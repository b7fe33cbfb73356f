use std::env;

use auth::AuthSettings;
use config::Config as ConfigBuilder;
use config::ConfigError;
use config::Environment;
use config::File;
use serde::Deserialize;

#[derive(Debug, Deserialize, Clone)]
pub struct Config {
    pub database: DatabaseConfig,
    pub server: ServerConfig,
    pub auth: AuthConfig,
}

#[derive(Debug, Deserialize, Clone)]
pub struct DatabaseConfig {
    pub url: String,
}

#[derive(Debug, Deserialize, Clone)]
pub struct ServerConfig {
    pub http_port: u16,
}

#[derive(Deserialize, Clone)]
pub struct AuthConfig {
    pub jwt_secret: String,
    pub salt: String,
    #[serde(default = "default_token_ttl_minutes")]
    pub token_ttl_minutes: i64,
}

fn default_token_ttl_minutes() -> i64 {
    AuthSettings::DEFAULT_TTL_MINUTES
}

impl AuthConfig {
    /// Reject configurations that would leave tokens or hashes unprotected.
    ///
    /// # Errors
    /// * `ConfigError::Message` - Empty secret, empty salt or TTL outside
    ///   `1..=AuthSettings::MAX_TTL_MINUTES`
    pub fn validate(&self) -> Result<(), ConfigError> {
        if self.jwt_secret.is_empty() {
            return Err(ConfigError::Message("auth.jwt_secret must be set".into()));
        }
        if self.salt.is_empty() {
            return Err(ConfigError::Message("auth.salt must be set".into()));
        }
        if !(1..=AuthSettings::MAX_TTL_MINUTES).contains(&self.token_ttl_minutes) {
            return Err(ConfigError::Message(format!(
                "auth.token_ttl_minutes must be between 1 and {}, got {}",
                AuthSettings::MAX_TTL_MINUTES,
                self.token_ttl_minutes
            )));
        }
        Ok(())
    }

    /// Build the settings injected into the authenticator.
    pub fn settings(&self) -> AuthSettings {
        AuthSettings::new(
            self.jwt_secret.as_bytes(),
            self.salt.as_bytes(),
            chrono::Duration::minutes(self.token_ttl_minutes),
        )
    }
}

impl std::fmt::Debug for AuthConfig {
    fn fmt(&self, f: &mut std::fmt::Formatter<'_>) -> std::fmt::Result {
        f.debug_struct("AuthConfig")
            .field("jwt_secret", &"<redacted>")
            .field("salt", &"<redacted>")
            .field("token_ttl_minutes", &self.token_ttl_minutes)
            .finish()
    }
}

impl Config {
    /// Load configuration from files with environment variable overrides
    ///
    /// Priority (highest to lowest):
    /// 1. Environment variables (AUTH__JWT_SECRET, AUTH__SALT, DATABASE__URL, etc.)
    /// 2. Environment-specific config file (config/{environment}.toml)
    /// 3. Default config file (config/default.toml)
    ///
    /// Missing or empty auth secrets are an error: the service must not start
    /// without them.
    pub fn load() -> Result<Self, ConfigError> {
        let run_mode = env::var("RUN_MODE").unwrap_or_else(|_| "development".to_string());

        let configuration = ConfigBuilder::builder()
            // Start with default configuration
            .add_source(File::with_name("config/default").required(false))
            // Layer on environment-specific configuration
            .add_source(File::with_name(&format!("config/{}", run_mode)).required(false))
            // Layer on environment variables (with __ as separator)
            // Example: AUTH__SALT=... overrides auth.salt
            .add_source(Environment::default().separator("__"))
            .build()?;

        let config: Config = configuration.try_deserialize()?;
        config.auth.validate()?;

        Ok(config)
    }
}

= What to work on =
All records should be returned verbatim, none left out.

= Result below =
repository b7fe33cbfb73356f
use std::env;

use auth::AuthSettings;
use config::Config as ConfigBuilder;
use config::ConfigError;
use config::Environment;
use config::File;
use serde::Deserialize;

#[derive(Debug, Deserialize, Clone)]
pub struct Config {
    pub database: DatabaseConfig,
    pub server: ServerConfig,
    pub auth: AuthConfig,
}

#[derive(Debug, Deserialize, Clone)]
pub struct DatabaseConfig {
    pub url: String,
}

#[derive(Debug, Deserialize, Clone)]
pub struct ServerConfig {
    pub http_port: u16,
}

#[derive(Deserialize, Clone)]
pub struct AuthConfig {
    pub jwt_secret: String,
    pub salt: String,
    #[serde(default = "default_token_ttl_minutes")]
    pub token_ttl_minutes: i64,
}

fn default_token_ttl_minutes() -> i64 {
    AuthSettings::DEFAULT_TTL_MINUTES
}

impl AuthConfig {
    /// Reject configurations that would leave tokens or hashes unprotected.
    ///
    /// # Errors
    /// * `ConfigError::Message` - Empty secret, empty salt or TTL outside
    ///   `1..=AuthSettings::MAX_TTL_MINUTES`
    pub fn validate(&self) -> Result<(), ConfigError> {
        if self.jwt_secret.is_empty() {
            return Err(ConfigError::Message("auth.jwt_secret must be set".into()));
        }
        if self.salt.is_empty() {
            return Err(ConfigError::Message("auth.salt must be set".into()));
        }
        if !(1..=AuthSettings::MAX_TTL_MINUTES).contains(&self.token_ttl_minutes) {
            return Err(ConfigError::Message(format!(
                "auth.token_ttl_minutes must be between 1 and {}, got {}",
                AuthSettings::MAX_TTL_MINUTES,
                self.token_ttl_minutes
            )));
        }
        Ok(())
    }

    /// Build the settings injected into the authenticator.
    pub fn settings(&self) -> AuthSettings {
        AuthSettings::new(
            self.jwt_secret.as_bytes(),
            self.salt.as_bytes(),
            chrono::Duration::minutes(self.token_ttl_minutes),
        )
    }
}

impl std::fmt::Debug for AuthConfig {
    fn fmt(&self, f: &mut std::fmt::Formatter<'_>) -> std::fmt::Result {
        f.debug_struct("AuthConfig")
            .field("jwt_secret", &"<redacted>")
            .field("salt", &"<redacted>")
            .field("token_ttl_minutes", &self.token_ttl_minutes)
            .finish()
    }
}

impl Config {
    /// Load configuration from files with environment variable overrides
    ///
    /// Priority (highest to lowest):
    /// 1. Environment variables (AUTH__JWT_SECRET, AUTH__SALT, DATABASE__URL, etc.)
    /// 2. Environment-specific config file (config/{environment}.toml)
    /// 3. Default config file (config/default.toml)
    ///
    /// Missing or empty auth secrets are an error: the service must not start
    /// without them.
    pub fn load() -> Result<Self, ConfigError> {
        let run_mode = env::var("RUN_MODE").unwrap_or_else(|_| "development".to_string());

        let configuration = ConfigBuilder::builder()
            // Start with default configuration
            .add_source(File::with_name("config/default").required(false))
            // Layer on environment-specific configuration
            .add_source(File::with_name(&format!("config/{}", run_mode)).required(false))
            // Layer on environment variables (with __ as separator)
            // Example: AUTH__SALT=... overrides auth.salt
            .add_source(Environment::default().separator("__"))
            .build()?;

        let config: Config = configuration.try_deserialize()?;
        config.auth.validate()?;

        Ok(config)
    }
}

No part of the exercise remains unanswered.